== Segment start ==

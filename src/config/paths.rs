//! Cross-platform application paths using the `dirs` crate.
//!
//! Config dir (settings + history):
//!   Windows: %APPDATA%\paste-translator\
//!   macOS:   ~/Library/Application Support/paste-translator/
//!   Linux:   ~/.config/paste-translator/

use std::path::PathBuf;

/// Holds all resolved application directory/file paths.
#[derive(Debug, Clone)]
pub struct AppPaths {
    /// Directory for `settings.toml` and `history.json`.
    pub config_dir: PathBuf,
    /// Full path to `settings.toml`.
    pub settings_file: PathBuf,
    /// Full path to `history.json`.
    pub history_file: PathBuf,
}

impl AppPaths {
    const APP_NAME: &'static str = "paste-translator";

    /// Resolves all paths using the `dirs` crate.
    ///
    /// Falls back to the current directory if the platform cannot provide a
    /// standard path.
    pub fn new() -> Self {
        let config_dir = dirs::config_dir()
            .unwrap_or_else(|| PathBuf::from("."))
            .join(Self::APP_NAME);

        let settings_file = config_dir.join("settings.toml");
        let history_file = config_dir.join("history.json");

        Self {
            config_dir,
            settings_file,
            history_file,
        }
    }
}

impl Default for AppPaths {
    fn default() -> Self {
        Self::new()
    }
}

#[cfg(test)]
mod tests {
    use super::*;

    #[test]
    fn files_live_in_config_dir() {
        let paths = AppPaths::new();
        assert!(paths.config_dir.ends_with("paste-translator"));
        assert_eq!(paths.settings_file.parent(), Some(paths.config_dir.as_path()));
        assert!(paths
            .history_file
            .file_name()
            .is_some_and(|n| n == "history.json"));
    }
}
//! Prompt builder for chat-model translation.
//!
//! [`PromptBuilder::build_chat`] returns a `(system_msg, user_msg)` tuple for
//! any OpenAI-compatible `/v1/chat/completions` endpoint.  The system message
//! names both languages explicitly; models are far less likely to answer in
//! the wrong language when the direction is spelled out in words rather than
//! ISO codes.

use crate::language::LanguagePair;

const SYSTEM_INSTRUCTION: &str = "\
You are a professional translator.
Task: Translate the user's text from {source} to {target}.

Rules:
1. Preserve the meaning, tone and formatting, including line breaks.
2. Keep proper nouns, numbers, URLs and code snippets unchanged.
3. Do not add notes, explanations, quotes or transliterations.
4. Reply with ONLY the {target} translation.";

/// Builds translation prompts for a fixed language pair.
///
/// # Example
/// ```rust
/// use paste_translator::language::{LanguageCode, LanguagePair};
/// use paste_translator::translate::PromptBuilder;
///
/// let builder = PromptBuilder::new(LanguagePair::new(LanguageCode::En, LanguageCode::Ko));
/// let (system, user) = builder.build_chat("Hello world");
/// assert!(system.contains("from English to Korean"));
/// assert_eq!(user, "Hello world");
/// ```
pub struct PromptBuilder {
    pair: LanguagePair,
}

impl PromptBuilder {
    pub fn new(pair: LanguagePair) -> Self {
        Self { pair }
    }

    /// Build `(system_msg, user_msg)` for the chat-completions API.
    ///
    /// The user message is the source text verbatim.
    pub fn build_chat(&self, text: &str) -> (String, String) {
        let system = SYSTEM_INSTRUCTION
            .replace("{source}", self.pair.source.display_name())
            .replace("{target}", self.pair.target.display_name());
        (system, text.to_string())
    }
}

#[cfg(test)]
mod tests {
    use super::*;
    use crate::language::LanguageCode;

    #[test]
    fn names_both_languages() {
        let builder = PromptBuilder::new(LanguagePair::new(LanguageCode::Ja, LanguageCode::Fr));
        let (system, _) = builder.build_chat("こんにちは");
        assert!(system.contains("from Japanese to French"));
        assert!(system.contains("ONLY the French translation"));
        assert!(!system.contains('{'));
    }

    #[test]
    fn user_message_is_verbatim() {
        let builder = PromptBuilder::new(LanguagePair::default());
        let (_, user) = builder.build_chat("line one\nline two");
        assert_eq!(user, "line one\nline two");
    }
}
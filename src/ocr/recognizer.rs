//! Core `TextRecognizer` trait and error type.

use async_trait::async_trait;
use thiserror::Error;

use crate::clipboard::ClipboardImage;

// ---------------------------------------------------------------------------
// RecognitionError
// ---------------------------------------------------------------------------

#[derive(Debug, Error)]
pub enum RecognitionError {
    /// Text recognition is switched off in `settings.toml`.
    #[error("text recognition is disabled")]
    Disabled,

    /// The image could not be prepared for the recognizer.
    #[error("cannot prepare image: {0}")]
    Image(String),

    /// HTTP transport or connection error, or a non-success status.
    #[error("HTTP request failed: {0}")]
    Request(String),

    #[error("recognition request timed out")]
    Timeout,

    /// The HTTP response could not be parsed as expected JSON.
    #[error("failed to parse recognition response: {0}")]
    Parse(String),
}

impl From<reqwest::Error> for RecognitionError {
    fn from(e: reqwest::Error) -> Self {
        if e.is_timeout() {
            RecognitionError::Timeout
        } else {
            RecognitionError::Request(e.to_string())
        }
    }
}

// ---------------------------------------------------------------------------
// TextRecognizer trait
// ---------------------------------------------------------------------------

/// Extracts text from an image.
///
/// # Contract
///
/// - Fragments come back in reading order (top to bottom).
/// - An image without text is `Ok(vec![])`, not an error.
#[async_trait]
pub trait TextRecognizer: Send + Sync {
    async fn recognize(&self, image: &ClipboardImage) -> Result<Vec<String>, RecognitionError>;
}

// ---------------------------------------------------------------------------
// DisabledRecognizer
// ---------------------------------------------------------------------------

/// Stand-in used when OCR is disabled so image pastes surface a clear error.
#[derive(Debug, Default)]
pub struct DisabledRecognizer;

#[async_trait]
impl TextRecognizer for DisabledRecognizer {
    async fn recognize(&self, _image: &ClipboardImage) -> Result<Vec<String>, RecognitionError> {
        Err(RecognitionError::Disabled)
    }
}
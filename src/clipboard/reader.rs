//! Clipboard reader backed by the `arboard` crate.
//!
//! Each read opens a short-lived [`arboard::Clipboard`] handle rather than
//! sharing one across calls, because `arboard::Clipboard` is not `Send` on all
//! platforms and the handle is cheap to create.

use arboard::Clipboard;

use super::{ClipboardContent, ClipboardError, ClipboardImage};

// ---------------------------------------------------------------------------
// ClipboardReader trait
// ---------------------------------------------------------------------------

/// Source of the clipboard's current content.
///
/// Reads are blocking OS calls; the pipeline runs them on the blocking thread
/// pool.  `Ok(None)` means the clipboard is empty or holds something that is
/// neither text nor an image.
pub trait ClipboardReader: Send + Sync {
    fn read(&self) -> Result<Option<ClipboardContent>, ClipboardError>;
}

// ---------------------------------------------------------------------------
// ArboardReader
// ---------------------------------------------------------------------------

/// Reads the system clipboard.  Text wins over an image when both are present.
#[derive(Debug, Clone, Default)]
pub struct ArboardReader;

impl ArboardReader {
    pub fn new() -> Self {
        Self
    }
}

impl ClipboardReader for ArboardReader {
    fn read(&self) -> Result<Option<ClipboardContent>, ClipboardError> {
        let mut clipboard =
            Clipboard::new().map_err(|e| ClipboardError::Access(e.to_string()))?;

        match clipboard.get_text() {
            Ok(text) if !text.trim().is_empty() => {
                return Ok(Some(ClipboardContent::Text(text)));
            }
            Ok(_) => {}
            Err(e) => check_missing(e)?,
        }

        match clipboard.get_image() {
            Ok(image) => Ok(Some(ClipboardContent::Image(ClipboardImage {
                width: image.width,
                height: image.height,
                rgba: image.bytes.into_owned(),
            }))),
            Err(e) => {
                check_missing(e)?;
                Ok(None)
            }
        }
    }
}

/// Absent or unconvertible content is not an error; anything else is.
fn check_missing(e: arboard::Error) -> Result<(), ClipboardError> {
    match e {
        arboard::Error::ContentNotAvailable | arboard::Error::ConversionFailure => Ok(()),
        other => Err(ClipboardError::Access(other.to_string())),
    }
}
//! Configuration module for Paste Translator.
//!
//! Provides `AppConfig` (top-level settings), sub-configs for each subsystem,
//! `AppPaths` for cross-platform data directories, and TOML persistence via
//! `AppConfig::load` / `AppConfig::save`.

pub mod paths;
pub mod settings;

pub use paths::AppPaths;
pub use settings::{
    AppConfig, HistoryConfig, HotkeyConfig, LanguageConfig, OcrConfig, TranslatorConfig,
    UiConfig,
};
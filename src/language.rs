//! Supported languages and the (source, target) pair a translation runs
//! against.
//!
//! [`LanguageCode`] is a closed set; configs and UI pickers only ever deal in
//! these values.  Codes serialise as their lowercase ISO-639-1 form so
//! `settings.toml` and `history.json` stay human-readable.

use std::fmt;
use std::str::FromStr;

use serde::{Deserialize, Serialize};
use thiserror::Error;

// ---------------------------------------------------------------------------
// LanguageCode
// ---------------------------------------------------------------------------

/// A language the translator can read from or write to.
#[derive(Debug, Clone, Copy, PartialEq, Eq, Hash, Serialize, Deserialize)]
#[serde(rename_all = "lowercase")]
pub enum LanguageCode {
    En,
    Ko,
    Ja,
    Es,
    Fr,
    Zh,
}

/// Returned by [`LanguageCode::from_str`] for codes outside the supported set.
#[derive(Debug, Clone, PartialEq, Eq, Error)]
#[error("unsupported language code: {0:?}")]
pub struct UnknownLanguage(pub String);

impl LanguageCode {
    /// Every supported language, in picker order.
    pub const ALL: [LanguageCode; 6] = [
        LanguageCode::En,
        LanguageCode::Ko,
        LanguageCode::Ja,
        LanguageCode::Es,
        LanguageCode::Fr,
        LanguageCode::Zh,
    ];

    /// ISO-639-1 code, e.g. `"ko"`.
    pub fn code(&self) -> &'static str {
        match self {
            LanguageCode::En => "en",
            LanguageCode::Ko => "ko",
            LanguageCode::Ja => "ja",
            LanguageCode::Es => "es",
            LanguageCode::Fr => "fr",
            LanguageCode::Zh => "zh",
        }
    }

    /// English name of the language, used in prompts and picker labels.
    pub fn display_name(&self) -> &'static str {
        match self {
            LanguageCode::En => "English",
            LanguageCode::Ko => "Korean",
            LanguageCode::Ja => "Japanese",
            LanguageCode::Es => "Spanish",
            LanguageCode::Fr => "French",
            LanguageCode::Zh => "Chinese",
        }
    }
}

impl fmt::Display for LanguageCode {
    fn fmt(&self, f: &mut fmt::Formatter<'_>) -> fmt::Result {
        f.write_str(self.code())
    }
}

impl FromStr for LanguageCode {
    type Err = UnknownLanguage;

    /// Case-insensitive; surrounding whitespace is ignored.
    fn from_str(s: &str) -> Result<Self, Self::Err> {
        let needle = s.trim().to_ascii_lowercase();
        LanguageCode::ALL
            .into_iter()
            .find(|lang| lang.code() == needle)
            .ok_or_else(|| UnknownLanguage(s.to_string()))
    }
}

// ---------------------------------------------------------------------------
// LanguagePair
// ---------------------------------------------------------------------------

/// The direction of a translation.
///
/// Pairs are plain values: changing the selection means building a new pair,
/// which is what lets the pipeline detect that an in-flight translation was
/// issued against a stale direction.
#[derive(Debug, Clone, Copy, PartialEq, Eq, Hash, Serialize, Deserialize)]
pub struct LanguagePair {
    pub source: LanguageCode,
    pub target: LanguageCode,
}

impl LanguagePair {
    pub fn new(source: LanguageCode, target: LanguageCode) -> Self {
        Self { source, target }
    }

    /// The same pair with source and target exchanged.
    ///
    /// ```
    /// use paste_translator::language::{LanguageCode, LanguagePair};
    ///
    /// let pair = LanguagePair::new(LanguageCode::En, LanguageCode::Ko);
    /// assert_eq!(pair.swapped(), LanguagePair::new(LanguageCode::Ko, LanguageCode::En));
    /// ```
    pub fn swapped(&self) -> Self {
        Self {
            source: self.target,
            target: self.source,
        }
    }

    /// `true` when no translation is needed.
    pub fn is_identity(&self) -> bool {
        self.source == self.target
    }
}

impl Default for LanguagePair {
    fn default() -> Self {
        Self::new(LanguageCode::En, LanguageCode::Ko)
    }
}

impl fmt::Display for LanguagePair {
    fn fmt(&self, f: &mut fmt::Formatter<'_>) -> fmt::Result {
        write!(f, "{} → {}", self.source, self.target)
    }
}

// ---------------------------------------------------------------------------
// Tests
// ---------------------------------------------------------------------------

#[cfg(test)]
mod tests {
    use super::*;

    #[test]
    fn parses_every_supported_code() {
        for lang in LanguageCode::ALL {
            assert_eq!(lang.code().parse::<LanguageCode>(), Ok(lang));
        }
    }

    #[test]
    fn parse_is_case_insensitive_and_trims() {
        assert_eq!(" KO ".parse::<LanguageCode>(), Ok(LanguageCode::Ko));
        assert_eq!("Zh".parse::<LanguageCode>(), Ok(LanguageCode::Zh));
    }

    #[test]
    fn parse_unknown_code_fails() {
        assert_eq!(
            "th".parse::<LanguageCode>(),
            Err(UnknownLanguage("th".into()))
        );
        assert!("".parse::<LanguageCode>().is_err());
    }

    #[test]
    fn display_uses_iso_code() {
        assert_eq!(LanguageCode::Ja.to_string(), "ja");
        assert_eq!(LanguageCode::Ja.display_name(), "Japanese");
    }

    #[test]
    fn default_pair_is_english_to_korean() {
        let pair = LanguagePair::default();
        assert_eq!(pair.source, LanguageCode::En);
        assert_eq!(pair.target, LanguageCode::Ko);
        assert_eq!(pair.to_string(), "en → ko");
    }

    #[test]
    fn swapped_twice_is_original() {
        let pair = LanguagePair::new(LanguageCode::Fr, LanguageCode::Es);
        assert_eq!(pair.swapped().swapped(), pair);
        assert!(!pair.is_identity());
        assert!(LanguagePair::new(LanguageCode::En, LanguageCode::En).is_identity());
    }

    #[test]
    fn serde_uses_lowercase_codes() {
        let json = serde_json::to_string(&LanguagePair::default()).unwrap();
        assert_eq!(json, r#"{"source":"en","target":"ko"}"#);
        let back: LanguagePair = serde_json::from_str(&json).unwrap();
        assert_eq!(back, LanguagePair::default());
    }
}
pub mod app;
pub mod clipboard;
pub mod config;
pub mod history;
pub mod hotkey;
pub mod language;
pub mod ocr;
pub mod pipeline;
pub mod translate;
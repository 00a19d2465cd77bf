//! # corner-puzzle
//!
//! Board model and search tree for a sliding-tile packing puzzle.
//!
//! A 4×6 board holds one 2×2 square and four L-shaped corner pieces. Pieces
//! slide one cell at a time into free space. The puzzle is solved when all
//! four corners sit flush against the square, one from each diagonal.
//!
//! ## Design Principles
//!
//! 1. **Value Semantics**: A board is a `Copy` value. Moving a piece yields
//!    a new snapshot; nothing holding an older snapshot sees it change.
//!
//! 2. **Validated Construction**: A `PuzzleState` can only be built from a
//!    layout with five on-board anchors and disjoint footprints. After that
//!    every query is total.
//!
//! 3. **Arena Search Tree**: Search nodes live in a flat arena and refer to
//!    their parent by handle, so paths are rebuilt without shared pointers.
//!
//! ## Modules
//!
//! - `core`: Coordinates, directions, tiles, board state, errors
//! - `search`: Search nodes, arena tree, configuration, reference solver

pub mod core;
pub mod search;

// Re-export commonly used types
pub use crate::core::{
    ConfigError, Coord, Direction, LegalMoves, Move, MoveList, PuzzleState, Tile,
    BOARD_HEIGHT, BOARD_WIDTH, TILE_COUNT,
};

pub use crate::search::{
    MoveSet, NodeId, SearchConfig, SearchNode, SearchStats, SearchTree, Solver, Strategy,
    TreeStats,
};
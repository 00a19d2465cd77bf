//! Core puzzle types: coordinates, directions, tiles, board state, errors.
//!
//! Everything here is plain `Copy` data. Nothing in the core allocates
//! per-move or shares mutable state, so states can be freely copied into
//! search nodes and handed across threads.

pub mod coord;
pub mod tile;
pub mod error;
pub mod state;

pub use coord::{Coord, Direction};
pub use tile::{Move, Tile, TILE_COUNT};
pub use error::ConfigError;
pub use state::{Footprint, LegalMoves, MoveList, PuzzleState, BOARD_HEIGHT, BOARD_WIDTH};
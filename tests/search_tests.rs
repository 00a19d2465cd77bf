//! Search node, tree and solver integration tests.

use std::collections::hash_map::DefaultHasher;
use std::collections::HashSet;
use std::hash::{Hash, Hasher};

use corner_puzzle::core::{Coord, Direction, Move, PuzzleState, Tile};
use corner_puzzle::search::{
    MoveSet, NodeId, SearchConfig, SearchNode, SearchTree, Solver, Strategy,
};
use proptest::prelude::*;
use proptest::strategy::Strategy as _;

fn goal() -> PuzzleState {
    PuzzleState::new(&[(1, 1), (0, 0), (0, 2), (2, 0), (2, 2)].map(Coord::from)).unwrap()
}

fn hash_of(node: &SearchNode) -> u64 {
    let mut h = DefaultHasher::new();
    node.hash(&mut h);
    h.finish()
}

fn reachable_state() -> impl proptest::strategy::Strategy<Value = PuzzleState> {
    prop::collection::vec(any::<prop::sample::Index>(), 0..40).prop_map(|picks| {
        picks.into_iter().fold(PuzzleState::default(), |state, pick| {
            let moves = state.all_legal_moves();
            if moves.is_empty() {
                state
            } else {
                state.apply(moves[pick.index(moves.len())])
            }
        })
    })
}

// =============================================================================
// Node draining
// =============================================================================

#[test]
fn test_drain_yields_every_legal_move() {
    let state = PuzzleState::default();
    let k = state.legal_moves().len();
    let mut node = SearchNode::root(state);

    let mut produced = 0;
    for _ in 0..k {
        assert!(node.has_next_child());
        assert!(node.next_child(NodeId::new(0)).is_some());
        produced += 1;
    }

    assert_eq!(produced, k);
    assert!(!node.has_next_child());
    assert!(node.next_child(NodeId::new(0)).is_none());
}

#[test]
fn test_children_are_legal_successors() {
    let state = PuzzleState::new(&[(2, 4), (0, 0), (0, 2), (2, 0), (0, 4)].map(Coord::from)).unwrap();
    let mut node = SearchNode::root(state);

    let mut moves = Vec::new();
    while let Some(child) = node.next_child(NodeId::new(0)) {
        let mv = child.move_taken.unwrap();
        assert_eq!(*child.state(), state.apply(mv));
        moves.push(mv);
    }

    assert_eq!(
        moves,
        vec![
            Move::new(Tile::Square, Direction::Left),
            Move::new(Tile::TopRight, Direction::Down),
            Move::new(Tile::BottomLeft, Direction::Right),
        ]
    );
}

// =============================================================================
// Node equality
// =============================================================================

#[test]
fn test_nodes_equal_by_board_only() {
    let start = PuzzleState::default();
    let root = SearchNode::root(start);

    // Reach the starting board again through a different parent and move
    let down = start.moved(Tile::Square, Direction::Down);
    let mid = SearchNode::child(&root, NodeId::new(0), Move::new(Tile::Square, Direction::Down), down);
    let back = SearchNode::child(&mid, NodeId::new(1), Move::new(Tile::Square, Direction::Up), start);

    assert_eq!(back, root);
    assert_eq!(hash_of(&back), hash_of(&root));
    assert_ne!(back.parent, root.parent);
    assert_ne!(back.move_taken, root.move_taken);

    let mut visited = HashSet::new();
    assert!(visited.insert(root));
    assert!(!visited.insert(back));
    assert!(visited.insert(mid));
}

// =============================================================================
// Tree paths
// =============================================================================

#[test]
fn test_path_walks_to_root() {
    let mut tree = SearchTree::with_move_set(PuzzleState::default(), MoveSet::Exhaustive);
    let mut id = tree.root();
    let mut taken = Vec::new();

    for _ in 0..5 {
        let Some(child) = tree.next_child(id) else { break };
        taken.push(tree.get(child).move_taken.unwrap());
        id = child;
    }

    assert_eq!(tree.path_to(id), taken);
    assert_eq!(tree.get(id).depth as usize, taken.len());

    let states = tree.states_to(id);
    assert_eq!(states.first(), Some(&PuzzleState::default()));
    assert_eq!(states.last(), Some(tree.get(id).state()));
}

// =============================================================================
// Solver
// =============================================================================

#[test]
fn test_bfs_and_dfs_agree_on_short_position() {
    let start = goal()
        .moved(Tile::BottomRight, Direction::Right)
        .moved(Tile::TopRight, Direction::Right);

    let bfs_config = SearchConfig::default().with_move_set(MoveSet::Exhaustive);
    let mut bfs = Solver::new(bfs_config);
    let shortest = bfs.solve(start).unwrap();
    assert_eq!(shortest.len(), 2);

    let dfs_config = SearchConfig::default()
        .with_strategy(Strategy::DepthFirst)
        .with_move_set(MoveSet::Exhaustive)
        .with_max_depth(2);
    let mut dfs = Solver::new(dfs_config);
    let found = dfs.solve(start).unwrap();
    assert_eq!(found.len(), 2);

    for moves in [shortest, found] {
        let end = moves.iter().fold(start, |s, &mv| s.apply(mv));
        assert!(end.is_goal());
    }
}

#[test]
fn test_default_config_solves_starting_layout() {
    let start = PuzzleState::default();
    let mut solver = Solver::new(SearchConfig::default());

    let moves = solver.solve(start).unwrap();

    assert!(!moves.is_empty());
    let mut state = start;
    for mv in &moves {
        assert!(state.can_move(mv.tile, mv.direction), "{mv} from {state}");
        state = state.apply(*mv);
    }
    assert!(state.is_goal());
    assert_eq!(solver.stats().max_depth as usize, moves.len());
}

#[test]
fn test_primary_moves_cannot_solve_starting_layout() {
    // Keeping one direction per tile cuts off every solution
    let config = SearchConfig::default().with_move_set(MoveSet::Primary);
    let mut solver = Solver::new(config);

    assert_eq!(solver.solve(PuzzleState::default()), None);
}

#[test]
fn test_solver_reports_stats() {
    let start = goal().moved(Tile::BottomRight, Direction::Right);
    let mut solver = Solver::new(SearchConfig::default());

    solver.solve(start);

    let stats = solver.stats();
    assert!(stats.nodes_expanded >= 1);
    assert!(stats.duplicate_ratio() <= 1.0);
}

// =============================================================================
// Properties
// =============================================================================

proptest! {
    #[test]
    fn prop_primary_drain_count(state in reachable_state()) {
        let k = state.legal_moves().len();
        let mut node = SearchNode::root(state);

        let mut produced = 0;
        while node.has_next_child() {
            prop_assert!(node.next_child(NodeId::new(0)).is_some());
            produced += 1;
        }
        prop_assert_eq!(produced, k);
    }

    #[test]
    fn prop_exhaustive_drain_count(state in reachable_state()) {
        let k = state.all_legal_moves().len();
        let mut node = SearchNode::root_with(state, MoveSet::Exhaustive);

        let mut produced = 0;
        while let Some(child) = node.next_child(NodeId::new(0)) {
            prop_assert_eq!(child.depth, 1);
            produced += 1;
        }
        prop_assert_eq!(produced, k);
    }
}
//! Errors raised when building a board.

use super::coord::Coord;
use super::tile::{Tile, TILE_COUNT};

/// An invalid piece layout.
///
/// Only ever produced by board construction. Once a `PuzzleState` exists it
/// is valid, and no later operation can fail.
#[derive(Clone, Debug, PartialEq, Eq)]
pub enum ConfigError {
    /// Not exactly one anchor per piece.
    WrongPieceCount { found: usize },
    /// A piece's anchor lies outside the board.
    OffBoard { tile: Tile, position: Coord },
    /// Two footprints share a cell.
    Overlap { first: Tile, second: Tile, cell: Coord },
}

impl std::fmt::Display for ConfigError {
    fn fmt(&self, f: &mut std::fmt::Formatter<'_>) -> std::fmt::Result {
        match self {
            ConfigError::WrongPieceCount { found } => {
                write!(f, "expected {TILE_COUNT} piece positions, got {found}")
            }
            ConfigError::OffBoard { tile, position } => {
                write!(f, "{tile} anchor {position} is off the board")
            }
            ConfigError::Overlap { first, second, cell } => {
                write!(f, "{first} and {second} both cover {cell}")
            }
        }
    }
}

impl std::error::Error for ConfigError {}
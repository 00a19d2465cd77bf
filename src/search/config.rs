//! Search configuration parameters.

use serde::{Deserialize, Serialize};

use super::node::MoveSet;

/// Order in which the solver expands nodes.
#[derive(Clone, Copy, Debug, Default, PartialEq, Eq, Serialize, Deserialize)]
pub enum Strategy {
    /// FIFO frontier; the first solution found is a shortest one.
    #[default]
    BreadthFirst,
    /// Stack with backtracking, bounded by `max_depth`.
    DepthFirst,
}

impl std::str::FromStr for Strategy {
    type Err = String;

    fn from_str(s: &str) -> Result<Self, Self::Err> {
        match s.to_ascii_lowercase().as_str() {
            "bfs" | "breadth" | "breadth-first" => Ok(Strategy::BreadthFirst),
            "dfs" | "depth" | "depth-first" => Ok(Strategy::DepthFirst),
            other => Err(format!("unknown strategy '{other}'")),
        }
    }
}

/// Solver configuration parameters.
#[derive(Clone, Debug, Serialize, Deserialize)]
pub struct SearchConfig {
    /// Expansion order.
    pub strategy: Strategy,

    /// Maximum solution length (0 = unlimited).
    pub max_depth: u32,

    /// Maximum nodes to allocate in the tree.
    /// Prevents memory exhaustion on large searches.
    pub max_nodes: usize,

    /// Which moves each node queues for expansion.
    /// Defaults to every legal move; the one-direction-per-tile set cannot
    /// reach a solution from the starting layout.
    pub move_set: MoveSet,
}

impl Default for SearchConfig {
    fn default() -> Self {
        Self {
            strategy: Strategy::BreadthFirst,
            max_depth: 0,
            max_nodes: 1_000_000,
            move_set: MoveSet::Exhaustive,
        }
    }
}

impl SearchConfig {
    /// Read overrides from `PUZZLE_STRATEGY`, `PUZZLE_MAX_DEPTH`,
    /// `PUZZLE_MAX_NODES` and `PUZZLE_ALL_MOVES`, starting from the defaults.
    ///
    /// Values that fail to parse are logged and skipped.
    pub fn from_env() -> Self {
        Self::default().with_overrides(|key| std::env::var(key).ok())
    }

    /// Apply overrides looked up by variable name.
    pub fn with_overrides(mut self, lookup: impl Fn(&str) -> Option<String>) -> Self {
        if let Some(value) = lookup("PUZZLE_STRATEGY") {
            match value.parse() {
                Ok(strategy) => self.strategy = strategy,
                Err(err) => log::warn!("ignoring PUZZLE_STRATEGY: {err}"),
            }
        }
        if let Some(value) = lookup("PUZZLE_MAX_DEPTH") {
            match value.parse() {
                Ok(depth) => self.max_depth = depth,
                Err(err) => log::warn!("ignoring PUZZLE_MAX_DEPTH={value}: {err}"),
            }
        }
        if let Some(value) = lookup("PUZZLE_MAX_NODES") {
            match value.parse() {
                Ok(nodes) => self.max_nodes = nodes,
                Err(err) => log::warn!("ignoring PUZZLE_MAX_NODES={value}: {err}"),
            }
        }
        if let Some(value) = lookup("PUZZLE_ALL_MOVES") {
            match value.as_str() {
                "1" | "true" | "yes" => self.move_set = MoveSet::Exhaustive,
                "0" | "false" | "no" => self.move_set = MoveSet::Primary,
                _ => log::warn!("ignoring PUZZLE_ALL_MOVES={value}"),
            }
        }
        self
    }

    /// Set the expansion order.
    pub fn with_strategy(mut self, strategy: Strategy) -> Self {
        self.strategy = strategy;
        self
    }

    /// Set the maximum solution length.
    pub fn with_max_depth(mut self, depth: u32) -> Self {
        self.max_depth = depth;
        self
    }

    /// Set the node allocation limit.
    pub fn with_max_nodes(mut self, nodes: usize) -> Self {
        self.max_nodes = nodes;
        self
    }

    /// Set which moves nodes queue.
    pub fn with_move_set(mut self, move_set: MoveSet) -> Self {
        self.move_set = move_set;
        self
    }

    /// Whether a node at `depth` may still be expanded.
    #[must_use]
    pub fn allows_expansion(&self, depth: u32) -> bool {
        self.max_depth == 0 || depth < self.max_depth
    }
}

== Segment end ==

Task directions: Only the lines from the opening of the material through the line with "let paths = AppPaths::new();" should be echoed, exactly as written.

Exercise result:
filename src/config/paths.rs
//! Cross-platform application paths using the `dirs` crate.
//!
//! Config dir (settings + history):
//!   Windows: %APPDATA%\paste-translator\
//!   macOS:   ~/Library/Application Support/paste-translator/
//!   Linux:   ~/.config/paste-translator/

use std::path::PathBuf;

/// Holds all resolved application directory/file paths.
#[derive(Debug, Clone)]
pub struct AppPaths {
    /// Directory for `settings.toml` and `history.json`.
    pub config_dir: PathBuf,
    /// Full path to `settings.toml`.
    pub settings_file: PathBuf,
    /// Full path to `history.json`.
    pub history_file: PathBuf,
}

impl AppPaths {
    const APP_NAME: &'static str = "paste-translator";

    /// Resolves all paths using the `dirs` crate.
    ///
    /// Falls back to the current directory if the platform cannot provide a
    /// standard path.
    pub fn new() -> Self {
        let config_dir = dirs::config_dir()
            .unwrap_or_else(|| PathBuf::from("."))
            .join(Self::APP_NAME);

        let settings_file = config_dir.join("settings.toml");
        let history_file = config_dir.join("history.json");

        Self {
            config_dir,
            settings_file,
            history_file,
        }
    }
}

impl Default for AppPaths {
    fn default() -> Self {
        Self::new()
    }
}

#[cfg(test)]
mod tests {
    use super::*;

    #[test]
    fn files_live_in_config_dir() {
        let paths = AppPaths::new();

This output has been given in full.